Supplied data:

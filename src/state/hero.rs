//! Rotating role title in the hero section.

#[derive(Debug, Clone, PartialEq, Eq)]
pub struct RoleCycle {
    roles: Vec<String>,
    current: usize,
}

impl RoleCycle {
    pub fn new(roles: Vec<String>) -> Self {
        Self { roles, current: 0 }
    }

    pub fn current(&self) -> Option<&str> {
        self.roles.get(self.current).map(String::as_str)
    }

    pub fn index(&self) -> usize {
        self.current
    }

    /// Step to the next role, wrapping at the end.
    pub fn advance(&mut self) -> Option<&str> {
        if self.roles.is_empty() {
            return None;
        }
        self.current = (self.current + 1) % self.roles.len();
        self.current()
    }
}
//! Expand/collapse state for a list of entries (job history cards).

use std::collections::BTreeSet;

/// Indices of expanded entries. Entry 0 starts expanded.
#[derive(Debug, Clone, PartialEq, Eq)]
pub struct DisclosureSet {
    expanded: BTreeSet<usize>,
}

impl Default for DisclosureSet {
    fn default() -> Self {
        Self::new()
    }
}

impl DisclosureSet {
    pub fn new() -> Self {
        Self::with_expanded([0])
    }

    /// Everything collapsed.
    pub fn collapsed() -> Self {
        Self::with_expanded([])
    }

    pub fn with_expanded(indices: impl IntoIterator<Item = usize>) -> Self {
        Self {
            expanded: indices.into_iter().collect(),
        }
    }

    /// Flip `index`. Returns the new state (true = expanded).
    pub fn toggle(&mut self, index: usize) -> bool {
        if self.expanded.remove(&index) {
            false
        } else {
            self.expanded.insert(index);
            true
        }
    }

    pub fn is_expanded(&self, index: usize) -> bool {
        self.expanded.contains(&index)
    }

    pub fn expanded(&self) -> impl Iterator<Item = usize> + '_ {
        self.expanded.iter().copied()
    }

    pub fn expanded_count(&self) -> usize {
        self.expanded.len()
    }

    /// Inline style for the entry's collapsible panel.
    pub fn panel_style(&self, index: usize, transition_ms: u32) -> PanelStyle {
        PanelStyle::new(self.is_expanded(index), transition_ms)
    }
}

/// CSS applied to a disclosure panel.
///
/// Collapsed panels keep their content in the DOM with zero height so
/// testing and assistive tooling can still reach it.
#[derive(Debug, Clone, PartialEq, Eq)]
pub struct PanelStyle {
    pub expanded: bool,
    pub height: &'static str,
    pub opacity: &'static str,
    pub overflow: &'static str,
    pub transition: String,
}

impl PanelStyle {
    pub fn new(expanded: bool, transition_ms: u32) -> Self {
        Self {
            expanded,
            height: if expanded { "auto" } else { "0" },
            opacity: if expanded { "1" } else { "0" },
            overflow: "hidden",
            transition: format!("height {transition_ms}ms ease-in-out, opacity {transition_ms}ms ease-in-out"),
        }
    }

    /// `(property, value)` pairs for `CssStyleDeclaration::set_property`.
    pub fn properties(&self) -> [(&'static str, &str); 4] {
        [
            ("height", self.height),
            ("opacity", self.opacity),
            ("overflow", self.overflow),
            ("transition", self.transition.as_str()),
        ]
    }

    pub fn aria_expanded(&self) -> &'static str {
        if self.expanded {
            "true"
        } else {
            "false"
        }
    }
}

Brief:
Word for word, restate the whole of the material above.

Result of this task:
filename src/state/hero.rs
//! Rotating role title in the hero section.

#[derive(Debug, Clone, PartialEq, Eq)]
pub struct RoleCycle {
    roles: Vec<String>,
    current: usize,
}

impl RoleCycle {
    pub fn new(roles: Vec<String>) -> Self {
        Self { roles, current: 0 }
    }

    pub fn current(&self) -> Option<&str> {
        self.roles.get(self.current).map(String::as_str)
    }

    pub fn index(&self) -> usize {
        self.current
    }

    /// Step to the next role, wrapping at the end.
    pub fn advance(&mut self) -> Option<&str> {
        if self.roles.is_empty() {
            return None;
        }
        self.current = (self.current + 1) % self.roles.len();
        self.current()
    }
}
//! Expand/collapse state for a list of entries (job history cards).

use std::collections::BTreeSet;

/// Indices of expanded entries. Entry 0 starts expanded.
#[derive(Debug, Clone, PartialEq, Eq)]
pub struct DisclosureSet {
    expanded: BTreeSet<usize>,
}

impl Default for DisclosureSet {
    fn default() -> Self {
        Self::new()
    }
}

impl DisclosureSet {
    pub fn new() -> Self {
        Self::with_expanded([0])
    }

    /// Everything collapsed.
    pub fn collapsed() -> Self {
        Self::with_expanded([])
    }

    pub fn with_expanded(indices: impl IntoIterator<Item = usize>) -> Self {
        Self {
            expanded: indices.into_iter().collect(),
        }
    }

    /// Flip `index`. Returns the new state (true = expanded).
    pub fn toggle(&mut self, index: usize) -> bool {
        if self.expanded.remove(&index) {
            false
        } else {
            self.expanded.insert(index);
            true
        }
    }

    pub fn is_expanded(&self, index: usize) -> bool {
        self.expanded.contains(&index)
    }

    pub fn expanded(&self) -> impl Iterator<Item = usize> + '_ {
        self.expanded.iter().copied()
    }

    pub fn expanded_count(&self) -> usize {
        self.expanded.len()
    }

    /// Inline style for the entry's collapsible panel.
    pub fn panel_style(&self, index: usize, transition_ms: u32) -> PanelStyle {
        PanelStyle::new(self.is_expanded(index), transition_ms)
    }
}

/// CSS applied to a disclosure panel.
///
/// Collapsed panels keep their content in the DOM with zero height so
/// testing and assistive tooling can still reach it.
#[derive(Debug, Clone, PartialEq, Eq)]
pub struct PanelStyle {
    pub expanded: bool,
    pub height: &'static str,
    pub opacity: &'static str,
    pub overflow: &'static str,
    pub transition: String,
}

impl PanelStyle {
    pub fn new(expanded: bool, transition_ms: u32) -> Self {
        Self {
            expanded,
            height: if expanded { "auto" } else { "0" },
            opacity: if expanded { "1" } else { "0" },
            overflow: "hidden",
            transition: format!("height {transition_ms}ms ease-in-out, opacity {transition_ms}ms ease-in-out"),
        }
    }

    /// `(property, value)` pairs for `CssStyleDeclaration::set_property`.
    pub fn properties(&self) -> [(&'static str, &str); 4] {
        [
            ("height", self.height),
            ("opacity", self.opacity),
            ("overflow", self.overflow),
            ("transition", self.transition.as_str()),
        ]
    }

    pub fn aria_expanded(&self) -> &'static str {
        if self.expanded {
            "true"
        } else {
            "false"
        }
    }
}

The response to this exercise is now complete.